If all the nerve fibers where myelinated it would impair our flexibility, therefore in evolution only certain nerve fibers where selected to be myelinated.
What are some different receptors involved in the sensory system?
Mechanoreceptors—> mechanical stress causes the opening of sodium channels which depolarized the cells. The change in the membrane potential is proportional to intensity of the stimulus.
Chemoreceptors—> selective binding of a specific molecule with a portion of the receptor causes sodium channels to open and triggering of an action potential.
Photoreceptors—> photons will trigger downstream signaling pathway that ultimately result in an action potential.
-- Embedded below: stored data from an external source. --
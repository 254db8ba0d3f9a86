use pinpoint_image::ImageSize;
use serde::{Deserialize, Serialize};

use crate::model::RawDetection;

/// A point in the image plane.
#[derive(Debug, Clone, Copy, PartialEq, Serialize, Deserialize)]
pub struct Point2 {
    /// Horizontal coordinate, growing to the right.
    pub x: f64,
    /// Vertical coordinate, growing downwards.
    pub y: f64,
}

impl Point2 {
    /// Creates a new point.
    pub const fn new(x: f64, y: f64) -> Self {
        Self { x, y }
    }
}

impl std::ops::Add for Point2 {
    type Output = Point2;

    fn add(self, rhs: Point2) -> Point2 {
        Point2::new(self.x + rhs.x, self.y + rhs.y)
    }
}

/// An axis-aligned box given by its center and its size.
#[derive(Debug, Clone, Copy, PartialEq, Serialize, Deserialize)]
pub struct BoxGeometry {
    /// Center of the box.
    pub center: Point2,
    /// Width of the box.
    pub width: f64,
    /// Height of the box.
    pub height: f64,
}

impl BoxGeometry {
    /// Creates a box from its center and size.
    pub const fn new(cx: f64, cy: f64, width: f64, height: f64) -> Self {
        Self {
            center: Point2::new(cx, cy),
            width,
            height,
        }
    }

    /// Smallest x coordinate covered by the box.
    #[inline]
    pub fn x_min(&self) -> f64 {
        self.center.x - self.width / 2.0
    }

    /// Largest x coordinate covered by the box.
    #[inline]
    pub fn x_max(&self) -> f64 {
        self.center.x + self.width / 2.0
    }

    /// Smallest y coordinate covered by the box.
    #[inline]
    pub fn y_min(&self) -> f64 {
        self.center.y - self.height / 2.0
    }

    /// Largest y coordinate covered by the box.
    #[inline]
    pub fn y_max(&self) -> f64 {
        self.center.y + self.height / 2.0
    }

    /// Whether `point` lies strictly inside the box on both axes.
    pub fn contains_point(&self, point: Point2) -> bool {
        self.x_min() < point.x
            && point.x < self.x_max()
            && self.y_min() < point.y
            && point.y < self.y_max()
    }

    /// Whether the center of `other` lies strictly inside this box.
    #[inline]
    pub fn contains_center_of(&self, other: &BoxGeometry) -> bool {
        self.contains_point(other.center)
    }

    /// Scales the box componentwise by the image dimensions.
    pub fn scale(&self, size: ImageSize) -> BoxGeometry {
        let (w, h) = (size.width as f64, size.height as f64);
        BoxGeometry::new(
            self.center.x * w,
            self.center.y * h,
            self.width * w,
            self.height * h,
        )
    }
}

/// One candidate detection of (part of) the text prompt.
#[derive(Debug, Clone, PartialEq, Serialize, Deserialize)]
pub struct DetectionBox {
    /// Geometry as fractions of the image dimensions.
    pub normalized: BoxGeometry,
    /// Geometry in pixels of the image the box was detected on.
    pub scaled: BoxGeometry,
    /// Score reported by the detector.
    pub confidence: f64,
    /// The sub-phrase of the prompt this box matched.
    pub phrase: String,
}

impl DetectionBox {
    /// Builds a box from raw model output for an image of the given size.
    ///
    /// Negative sizes are clamped to zero.
    pub fn from_raw(raw: RawDetection, size: ImageSize) -> Self {
        let normalized = BoxGeometry::new(
            raw.center[0],
            raw.center[1],
            raw.size[0].max(0.0),
            raw.size[1].max(0.0),
        );
        Self {
            scaled: normalized.scale(size),
            normalized,
            confidence: raw.confidence,
            phrase: raw.phrase,
        }
    }
}

/// Axis-aligned rectangle in pixel coordinates.
#[derive(Debug, Clone, Copy, PartialEq, Serialize, Deserialize)]
pub struct Region {
    /// Left edge.
    pub x_min: f64,
    /// Top edge.
    pub y_min: f64,
    /// Right edge.
    pub x_max: f64,
    /// Bottom edge.
    pub y_max: f64,
}

impl Region {
    /// Creates a region from its edges.
    pub const fn new(x_min: f64, y_min: f64, x_max: f64, y_max: f64) -> Self {
        Self {
            x_min,
            y_min,
            x_max,
            y_max,
        }
    }

    /// The top-left corner.
    #[inline]
    pub fn top_left(&self) -> Point2 {
        Point2::new(self.x_min, self.y_min)
    }

    /// Width of the region.
    #[inline]
    pub fn width(&self) -> f64 {
        self.x_max - self.x_min
    }

    /// Height of the region.
    #[inline]
    pub fn height(&self) -> f64 {
        self.y_max - self.y_min
    }

    /// Whether the full extent of `geometry` lies inside the region, up to `eps`.
    pub fn covers(&self, geometry: &BoxGeometry, eps: f64) -> bool {
        geometry.x_min() >= self.x_min - eps
            && geometry.x_max() <= self.x_max + eps
            && geometry.y_min() >= self.y_min - eps
            && geometry.y_max() <= self.y_max + eps
    }
}
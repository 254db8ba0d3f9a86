use crate::{
    boxes::{DetectionBox, Region},
    error::GroundingError,
};

/// Computes the tightest axis-aligned rectangle covering every box.
///
/// The pixel-scaled geometry is used. Each edge is an independent extremum, so the
/// box defining the left edge need not be the one defining the top edge.
///
/// # Errors
///
/// [`GroundingError::InvariantViolation`] if `boxes` is empty.
pub fn enclosing_region(boxes: &[DetectionBox]) -> Result<Region, GroundingError> {
    if boxes.is_empty() {
        return Err(GroundingError::InvariantViolation(
            "enclosing region requires at least one box",
        ));
    }

    let init = Region::new(
        f64::INFINITY,
        f64::INFINITY,
        f64::NEG_INFINITY,
        f64::NEG_INFINITY,
    );

    Ok(boxes.iter().fold(init, |acc, b| {
        Region::new(
            acc.x_min.min(b.scaled.x_min()),
            acc.y_min.min(b.scaled.y_min()),
            acc.x_max.max(b.scaled.x_max()),
            acc.y_max.max(b.scaled.y_max()),
        )
    }))
}

#[cfg(test)]
mod tests {
    use approx::assert_relative_eq;

    use super::enclosing_region;
    use crate::{
        boxes::{BoxGeometry, DetectionBox, Region},
        error::GroundingError,
    };

    fn detection(cx: f64, cy: f64, w: f64, h: f64) -> DetectionBox {
        DetectionBox {
            normalized: BoxGeometry::new(0.0, 0.0, 0.0, 0.0),
            scaled: BoxGeometry::new(cx, cy, w, h),
            confidence: 0.5,
            phrase: String::new(),
        }
    }

    #[test]
    fn region_of_two_boxes() -> Result<(), GroundingError> {
        let boxes = vec![
            detection(100.0, 100.0, 20.0, 20.0),
            detection(200.0, 50.0, 10.0, 10.0),
        ];
        let region = enclosing_region(&boxes)?;
        assert_relative_eq!(region.x_min, 90.0);
        assert_relative_eq!(region.y_min, 45.0);
        assert_relative_eq!(region.x_max, 205.0);
        assert_relative_eq!(region.y_max, 110.0);
        Ok(())
    }

    #[test]
    fn region_of_one_box_is_its_extent() -> Result<(), GroundingError> {
        let region = enclosing_region(&[detection(10.0, 20.0, 4.0, 6.0)])?;
        assert_eq!(region, Region::new(8.0, 17.0, 12.0, 23.0));
        Ok(())
    }

    #[test]
    fn region_is_minimal() -> Result<(), GroundingError> {
        let eps = 1e-6;
        let boxes = vec![
            detection(12.5, 80.0, 5.0, 10.0),
            detection(40.0, 30.0, 30.0, 12.0),
            detection(70.0, 60.0, 8.0, 70.0),
        ];
        let region = enclosing_region(&boxes)?;
        assert!(boxes.iter().all(|b| region.covers(&b.scaled, eps)));

        let shrunk = [
            Region::new(region.x_min + eps, region.y_min, region.x_max, region.y_max),
            Region::new(region.x_min, region.y_min + eps, region.x_max, region.y_max),
            Region::new(region.x_min, region.y_min, region.x_max - eps, region.y_max),
            Region::new(region.x_min, region.y_min, region.x_max, region.y_max - eps),
        ];
        for r in shrunk {
            assert!(boxes.iter().any(|b| !r.covers(&b.scaled, 0.0)));
        }
        Ok(())
    }

    #[test]
    fn empty_input_is_an_invariant_violation() {
        assert!(matches!(
            enclosing_region(&[]),
            Err(GroundingError::InvariantViolation(_))
        ));
    }
}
During a neurological evaluation, how can you evaluate the somatosensory pathways of the patient?
- Cutaneous :
- mechanoreception—> non painful mechanical stimuli
- thermoreception—> cold induces an increase firing rate while warmth decreases. But as temperature drops below 0 or over 45/50 a painful stimulus is conveyed.
- Deep
- position and movement of muscles, tendons and joints—> the patient can be actively or passively moved in order to test if he or she can receive information.
How do we asses proprioception of a patient?
To assess the ability of the patient to identify the position of a limb, a wrist is passively moved and he/she, with eyes closed, is asked to describe its spatial orientation.
To assess the ability of the patient to comprehend movement of joints, muscles and tendons, a finger (or a wrist, if testing with the finger fails) is moved and the patient is asked whether he can perceive the movement or not. Patient answer yes and often lie therefore sometimes the question is asked when the physician isn’t moving anything or the physician can ask a different question, like is the limb moving up or down.
Moreover, a test for proprioception is also the finger-to-nose, performed with eyes closed
What are some superficial and deep receptors?
Superficial :
Meissner’s corpuscles—> rapid, found in superficial layers of skin and most abundant in non hairy areas like palms, maximal response to local skin pressure.
Merkel disks—> slow, located in superficial layers of skin and most abundant in non hairy areas like fingertips, involved shape and material perception.
Deep :
Pacini corpuscles—> rapid, deep in the skin, maximal response to vibration, especially at 200 Hz.
Ruffini receptors—> slow, deep in the skin, unidirectional skin tension and unconscious hand and finger movement.
Muscle spindle fibers 1A —> proprioception.
Golgi tendon organs 1B —> tendon stretch.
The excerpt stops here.